Click here for information on the summary judgment process in domestic violence cases.

Child custody, or what is now statutorily referred to as “time-sharing,” is the amount of time a parent shares with their child(ren), generally measured in overnights. It can be called visitation or custody, but in Florida the proper terminology is time-sharing, and it should be reflected in a written parenting plan that includes a time-sharing schedule.

In a Florida divorce or child custody case, the judge must consider the child(ren)’s best interests when deciding how time-sharing will be allocated amongst the parents. See Florida Statute 61.13 (2020). Florida custody law does not give any preference to mothers or fathers when determining child custody matters. In other words, there is currently no presumption in favor of either the mother or father. Each case must be decided based upon the circumstances of each unique family after consideration of the best-interest factors set forth in s. 61.13, Florida Statutes.

A child’s best interests must be the primary consideration to any child custody decision in Florida. Judges expect parents to put the needs of their children first, before their own. A court will consider the extent to which each parent has demonstrated an ability and desire to meet a child’s developmental needs and be involved in the child’s life. Specifically, the following factors are relevant to a child’s best interests in Florida:

  • each parent’s ability to meet the child’s needs
  • each parent’s physical and mental health
  • each parent’s moral fitness
  • each parent’s ability to provide the child with a consistent routine
  • geographic viability of the parenting plan, specifically the amount of travel it would take to honor the time-sharing schedule
  • child’s adjustment to home and community
  • reasonable preference of the child if of sufficient age and understanding
  • evidence of domestic violence, if any
  • each parent’s ability to provide a safe and stable environment for the child
  • the child’s developmental age, needs, and abilities, and
  • any other relevant factor.

If a child’s safety is at issue, a judge may order supervised time-sharing or suspend contact and time-sharing provided that the steps are put into place for reuniting the offending parent and the child(ren). A safety-focused parenting plan may be established if necessary for the child(ren)’s safety.

Moral Fitness

Florida’s custody laws require a judge to assess each parent’s moral fitness when determining a child’s best interests. “Moral fitness” generally refers to circumstances that might affect a child’s moral and ethical development—for example, substance abuse, frequent casual relationships with multiple partners, verbal abuse, violence, or illegal behavior.

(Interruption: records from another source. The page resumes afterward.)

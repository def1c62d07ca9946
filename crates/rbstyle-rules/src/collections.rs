//! Rule to enforce one-element-per-line layout for array and hash literals.
//!
//! # Rationale
//!
//! With one element per line and a trailing comma, adding or removing an
//! element touches exactly one line of the diff.
//!
//! # Configuration
//!
//! - `min_elements`: Literals with fewer elements are ignored (default: 2)
//! - `trailing_comma`: Require a trailing comma on multi-line literals (default: true)
//!
//! # Suppression
//!
//! - `# rbstyle: allow(collections)` comment

use rbstyle_core::{FileContext, Node, NodeKind, Rule, RuleError, Severity, Suggestion, Violation};

/// Rule code for collections.
pub const CODE: &str = "RB003";

/// Rule name for collections.
pub const NAME: &str = "collections";

/// Requires multi-element collection literals to place each element on its
/// own line, followed by a trailing comma.
#[derive(Debug, Clone)]
pub struct CollectionLayout {
    /// Minimum element count for the rule to apply.
    pub min_elements: usize,
    /// Require a trailing comma after the last element.
    pub trailing_comma: bool,
    /// Custom severity.
    pub severity: Severity,
}

impl Default for CollectionLayout {
    fn default() -> Self {
        Self::new()
    }
}

impl CollectionLayout {
    /// Creates a new rule with default settings.
    #[must_use]
    pub fn new() -> Self {
        Self {
            min_elements: 2,
            trailing_comma: true,
            severity: Severity::Warning,
        }
    }

    /// Sets the minimum element count.
    #[must_use]
    pub fn min_elements(mut self, min: usize) -> Self {
        self.min_elements = min;
        self
    }

    /// Sets whether a trailing comma is required.
    #[must_use]
    pub fn trailing_comma(mut self, required: bool) -> Self {
        self.trailing_comma = required;
        self
    }

    /// Sets the severity level.
    #[must_use]
    pub fn severity(mut self, severity: Severity) -> Self {
        self.severity = severity;
        self
    }

    /// First layout problem of the literal, if any.
    fn problem(
        &self,
        open: Node<'_>,
        elements: &[Node<'_>],
        close: Node<'_>,
    ) -> Option<&'static str> {
        let (first, last) = (elements.first()?, elements.last()?);

        if elements
            .windows(2)
            .any(|pair| pair[0].span().end_line == pair[1].span().start_line)
        {
            return Some("Elements share a line; put each element on its own line");
        }
        if first.span().start_line == open.span().end_line {
            return Some("First element is on the same line as the opening bracket");
        }
        if close.span().start_line == last.span().end_line {
            return Some("Closing bracket is on the same line as the last element");
        }
        if self.trailing_comma && !has_trailing_comma(*last, close) {
            return Some("Multi-line literal is missing a trailing comma");
        }
        None
    }
}

/// True if a `,` follows `last` before `close`.
fn has_trailing_comma(last: Node<'_>, close: Node<'_>) -> bool {
    let Some(parent) = last.parent() else {
        return false;
    };
    parent
        .children()
        .skip_while(|c| *c != last)
        .skip(1)
        .take_while(|c| *c != close)
        .any(|c| c.kind() == NodeKind::Comma)
}

impl Rule for CollectionLayout {
    fn name(&self) -> &'static str {
        NAME
    }

    fn code(&self) -> &'static str {
        CODE
    }

    fn description(&self) -> &'static str {
        "Puts each element of a multi-element literal on its own line with a trailing comma"
    }

    fn default_severity(&self) -> Severity {
        self.severity
    }

    fn node_kinds(&self) -> &'static [NodeKind] {
        &[NodeKind::Array, NodeKind::Hash]
    }

    fn check(&self, node: Node<'_>, ctx: &FileContext<'_>) -> Result<Vec<Violation>, RuleError> {
        let (Some(open), Some(close)) = (node.children().next(), node.children().next_back()) else {
            return Err(RuleError::unexpected_shape(node, "bracketed literal"));
        };
        if open.is_named() || close.is_named() {
            return Err(RuleError::unexpected_shape(node, "bracketed literal"));
        }

        let elements: Vec<Node<'_>> = node
            .named_children()
            .filter(|c| c.kind() != NodeKind::Comment)
            .collect();
        if elements.len() < self.min_elements.max(1) {
            return Ok(Vec::new());
        }

        let Some(message) = self.problem(open, &elements, close) else {
            return Ok(Vec::new());
        };

        let kind = if node.kind() == NodeKind::Hash { "hash" } else { "array" };
        Ok(vec![Violation::new(
            CODE,
            NAME,
            self.severity,
            ctx.location_of(node),
            message,
        )
        .with_suggestion(Suggestion::new(format!(
            "Write one {kind} element per line and end the last one with a comma"
        )))])
    }
}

Whether or not a court might consider an adulterous parent’s behavior during the marriage would depend upon whether such behavior had a significant negative impact upon the child. A parent’s time-sharing may be impacted if he or she provides false evidence of domestic violence, sexual violence, child abuse, child abandonment, or child neglect against the other parent in a custody case.

Parents are expected to protect a child from the stress of divorce, including refraining from making disparaging comments about the other parent in front of the child.

Once a parenting plan or time-sharing schedule is established, the schedule may be changed or modified only if there is showing of a substantial, material, and unanticipated change in circumstances that the requested modification is in the best interests of the child(ren).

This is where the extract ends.